Your assignment -
For this exercise, the reply is the listing below, reproduced exactly.

(Listed entries Opens)

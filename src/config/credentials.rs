use schemars::JsonSchema;
use serde::{Deserialize, Serialize};

/// Whether session credentials (cookies, bearer token, CSRF header)
/// travel with a request.
#[derive(Deserialize, Serialize, Debug, Clone, Copy, PartialEq, Eq, JsonSchema)]
#[serde(rename_all = "lowercase")]
pub enum Credentials {
    Include,
    Omit,
}

/// One row of the credential table. `prefix` matches whole path segments:
/// "/api/news" matches "/api/news" and "/api/news/42" but not "/api/newsletter".
#[derive(Deserialize, Serialize, Debug, Clone, PartialEq, Eq, JsonSchema)]
pub struct CredentialRule {
    pub prefix: String,
    pub credentials: Credentials,
}

/// Ordered credential table; the first matching rule wins,
/// `default` applies when nothing matches.
#[derive(Deserialize, Serialize, Debug, Clone, JsonSchema)]
pub struct CredentialsConfig {
    #[serde(default = "default_credentials")]
    pub default: Credentials,
    #[serde(default = "default_rules")]
    pub rules: Vec<CredentialRule>,
}

impl Default for CredentialsConfig {
    fn default() -> Self {
        CredentialsConfig {
            default: default_credentials(),
            rules: default_rules(),
        }
    }
}

/// CSRF token forwarding: the value of `cookie_name` is copied into
/// `header_name` on credentialed requests.
#[derive(Deserialize, Serialize, Debug, Clone, JsonSchema)]
pub struct CsrfConfig {
    #[serde(default = "default_true")]
    pub enabled: bool,
    #[serde(default = "default_cookie_name")]
    pub cookie_name: String,
    #[serde(default = "default_header_name")]
    pub header_name: String,
}

impl Default for CsrfConfig {
    fn default() -> Self {
        CsrfConfig {
            enabled: true,
            cookie_name: default_cookie_name(),
            header_name: default_header_name(),
        }
    }
}

fn default_credentials() -> Credentials {
    Credentials::Omit
}

// Public news listings are read anonymously, the rest of the API needs the session.
fn default_rules() -> Vec<CredentialRule> {
    vec![
        CredentialRule {
            prefix: "/api/news".to_string(),
            credentials: Credentials::Omit,
        },
        CredentialRule {
            prefix: "/api".to_string(),
            credentials: Credentials::Include,
        },
    ]
}

fn default_true() -> bool {
    true
}

fn default_cookie_name() -> String {
    "XSRF-TOKEN".to_string()
}

fn default_header_name() -> String {
    "X-XSRF-TOKEN".to_string()
}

(Listed entries Closes)

Task output -
filename src/config/credentials.rs
use schemars::JsonSchema;
use serde::{Deserialize, Serialize};

/// Whether session credentials (cookies, bearer token, CSRF header)
/// travel with a request.
#[derive(Deserialize, Serialize, Debug, Clone, Copy, PartialEq, Eq, JsonSchema)]
#[serde(rename_all = "lowercase")]
pub enum Credentials {
    Include,
    Omit,
}

/// One row of the credential table. `prefix` matches whole path segments:
/// "/api/news" matches "/api/news" and "/api/news/42" but not "/api/newsletter".
#[derive(Deserialize, Serialize, Debug, Clone, PartialEq, Eq, JsonSchema)]
pub struct CredentialRule {
    pub prefix: String,
    pub credentials: Credentials,
}

/// Ordered credential table; the first matching rule wins,
/// `default` applies when nothing matches.
#[derive(Deserialize, Serialize, Debug, Clone, JsonSchema)]
pub struct CredentialsConfig {
    #[serde(default = "default_credentials")]
    pub default: Credentials,
    #[serde(default = "default_rules")]
    pub rules: Vec<CredentialRule>,
}

impl Default for CredentialsConfig {
    fn default() -> Self {
        CredentialsConfig {
            default: default_credentials(),
            rules: default_rules(),
        }
    }
}

/// CSRF token forwarding: the value of `cookie_name` is copied into
/// `header_name` on credentialed requests.
#[derive(Deserialize, Serialize, Debug, Clone, JsonSchema)]
pub struct CsrfConfig {
    #[serde(default = "default_true")]
    pub enabled: bool,
    #[serde(default = "default_cookie_name")]
    pub cookie_name: String,
    #[serde(default = "default_header_name")]
    pub header_name: String,
}

impl Default for CsrfConfig {
    fn default() -> Self {
        CsrfConfig {
            enabled: true,
            cookie_name: default_cookie_name(),
            header_name: default_header_name(),
        }
    }
}

fn default_credentials() -> Credentials {
    Credentials::Omit
}

// Public news listings are read anonymously, the rest of the API needs the session.
fn default_rules() -> Vec<CredentialRule> {
    vec![
        CredentialRule {
            prefix: "/api/news".to_string(),
            credentials: Credentials::Omit,
        },
        CredentialRule {
            prefix: "/api".to_string(),
            credentials: Credentials::Include,
        },
    ]
}

fn default_true() -> bool {
    true
}

fn default_cookie_name() -> String {
    "XSRF-TOKEN".to_string()
}

fn default_header_name() -> String {
    "X-XSRF-TOKEN".to_string()
}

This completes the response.